** SUPPLIED RECORDS follows **

//! odix-mcp: MCP server for the odix index (JSON-RPC 2.0 over stdio).
//!
//! Implements 9 tools: search_odoo_index, get_item_details, list_modules,
//! get_module_stats, find_references, search_by_attribute, search_xml_id,
//! update_index, get_index_status.
//!
//! Transport: Newline-delimited JSON-RPC messages over stdio.
//! All logging goes to stderr; stdout is reserved for JSON-RPC only.

use odix_index::RunCoordinator;
use odix_storage::Storage;
use serde_json::{json, Value};
use std::io::{self, BufRead, Write};
use std::sync::Arc;

pub mod query;
mod tools;
pub mod types;

pub use query::QueryService;
pub use types::{JsonRpcError, JsonRpcRequest, JsonRpcResponse, ToolResult};

/// MCP server that reads JSON-RPC from stdin, writes responses to stdout.
///
/// Requests are handled one at a time on the calling thread; indexing runs
/// triggered through `update_index` execute on the coordinator's runtime.
pub struct McpServer {
    pub name: String,
    pub version: String,
    service: QueryService,
}

impl McpServer {
    pub fn new(storage: Arc<Storage>, coordinator: Arc<RunCoordinator>) -> Self {
        Self {
            name: "odix".to_string(),
            version: env!("CARGO_PKG_VERSION").to_string(),
            service: QueryService::new(storage, coordinator),
        }
    }

    pub fn service(&self) -> &QueryService {
        &self.service
    }

    /// Run the MCP server. Reads newline-delimited JSON-RPC from stdin,
    /// writes responses to stdout. Blocks until stdin is closed.
    pub fn run(&self) -> io::Result<()> {
        let stdin = io::stdin();
        let stdout = io::stdout();
        let mut stdout = stdout.lock();

        for line in stdin.lock().lines() {
            let line = line?;
            if line.trim().is_empty() {
                continue;
            }

            let request: JsonRpcRequest = match serde_json::from_str(&line) {
                Ok(req) => req,
                Err(e) => {
                    let resp =
                        JsonRpcResponse::error(Value::Null, JsonRpcError::PARSE_ERROR, format!("Parse error: {e}"));
                    write_response(&mut stdout, &resp)?;
                    continue;
                }
            };

            // Notifications (no id) don't get a response
            let Some(id) = request.id else {
                self.handle_notification(&request.method);
                continue;
            };
            let response = self.handle_request(&request.method, request.params.as_ref(), id);
            write_response(&mut stdout, &response)?;
        }

        Ok(())
    }

    fn handle_notification(&self, method: &str) {
        match method {
            "notifications/initialized" => {
                tracing::info!("Client initialized, odix MCP server ready");
            }
            "notifications/cancelled" => {
                tracing::debug!("Request cancelled by client");
            }
            _ => {
                tracing::debug!("Unknown notification: {method}");
            }
        }
    }

    pub fn handle_request(&self, method: &str, params: Option<&Value>, id: Value) -> JsonRpcResponse {
        match method {
            "initialize" => self.handle_initialize(id),
            "tools/list" => JsonRpcResponse::success(id, json!({ "tools": tools::tool_definitions() })),
            "tools/call" => self.handle_tools_call(id, params),
            "ping" => JsonRpcResponse::success(id, json!({})),
            _ => JsonRpcResponse::error(id, JsonRpcError::METHOD_NOT_FOUND, format!("Method not found: {method}")),
        }
    }

    fn handle_initialize(&self, id: Value) -> JsonRpcResponse {
        JsonRpcResponse::success(
            id,
            json!({
                "protocolVersion": "2024-11-05",
                "capabilities": {
                    "tools": { "listChanged": false }
                },
                "serverInfo": {
                    "name": self.name,
                    "version": self.version
                }
            }),
        )
    }

    fn handle_tools_call(&self, id: Value, params: Option<&Value>) -> JsonRpcResponse {
        let Some(params) = params else {
            return JsonRpcResponse::error(id, JsonRpcError::INVALID_PARAMS, "Missing params");
        };

        let tool_name = params.get("name").and_then(|n| n.as_str()).unwrap_or("");
        let arguments = params.get("arguments").cloned().unwrap_or(json!({}));

        let result = self.dispatch_tool(tool_name, &arguments);

        match serde_json::to_value(result) {
            Ok(v) => JsonRpcResponse::success(id, v),
            Err(e) => JsonRpcResponse::error(id, JsonRpcError::INTERNAL_ERROR, format!("Serialization error: {e}")),
        }
    }

    // ── Tool Dispatch ───────────────────────────────────────────────────────

    fn dispatch_tool(&self, name: &str, args: &Value) -> ToolResult {
        let service = &self.service;
        let outcome = match name {
            "search_odoo_index" => service.search(args),
            "get_item_details" => service.item_details(args),
            "list_modules" => service.list_modules(args),
            "get_module_stats" => service.module_stats(args),
            "find_references" => service.find_references(args),
            "search_by_attribute" => service.search_by_attribute(args),
            "search_xml_id" => service.search_xml_id(args),
            "update_index" => service.update_index(args),
            "get_index_status" => service.index_status(),
            _ => {
                return ToolResult::failure(&odix_core::OdixError::Validation(format!(
                    "Unknown tool: {name}"
                )))
            }
        };
        match outcome {
            Ok(value) => ToolResult::json(&value),
            Err(err) => {
                tracing::debug!("Tool {name} failed: {err}");
                ToolResult::failure(&err)
            }
        }
    }
}

fn write_response(writer: &mut impl Write, response: &JsonRpcResponse) -> io::Result<()> {
    let json = serde_json::to_string(response)?;
    writeln!(writer, "{json}")?;
    writer.flush()
}

// ── Tests ───────────────────────────────────────────────────────────────────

** End of SUPPLIED RECORDS **

**WORK INSTRUCTIONS**
Return the lines beginning at the one that contains "fn dispatch_tool(&self, name: &str, args: &Value)" and continuing through the last line of the data, exactly as they stand and without any others.

**EXPECTED OUTPUT**
    fn dispatch_tool(&self, name: &str, args: &Value) -> ToolResult {
        let service = &self.service;
        let outcome = match name {
            "search_odoo_index" => service.search(args),
            "get_item_details" => service.item_details(args),
            "list_modules" => service.list_modules(args),
            "get_module_stats" => service.module_stats(args),
            "find_references" => service.find_references(args),
            "search_by_attribute" => service.search_by_attribute(args),
            "search_xml_id" => service.search_xml_id(args),
            "update_index" => service.update_index(args),
            "get_index_status" => service.index_status(),
            _ => {
                return ToolResult::failure(&odix_core::OdixError::Validation(format!(
                    "Unknown tool: {name}"
                )))
            }
        };
        match outcome {
            Ok(value) => ToolResult::json(&value),
            Err(err) => {
                tracing::debug!("Tool {name} failed: {err}");
                ToolResult::failure(&err)
            }
        }
    }
}

fn write_response(writer: &mut impl Write, response: &JsonRpcResponse) -> io::Result<()> {
    let json = serde_json::to_string(response)?;
    writeln!(writer, "{json}")?;
    writer.flush()
}

// ── Tests ───────────────────────────────────────────────────────────────────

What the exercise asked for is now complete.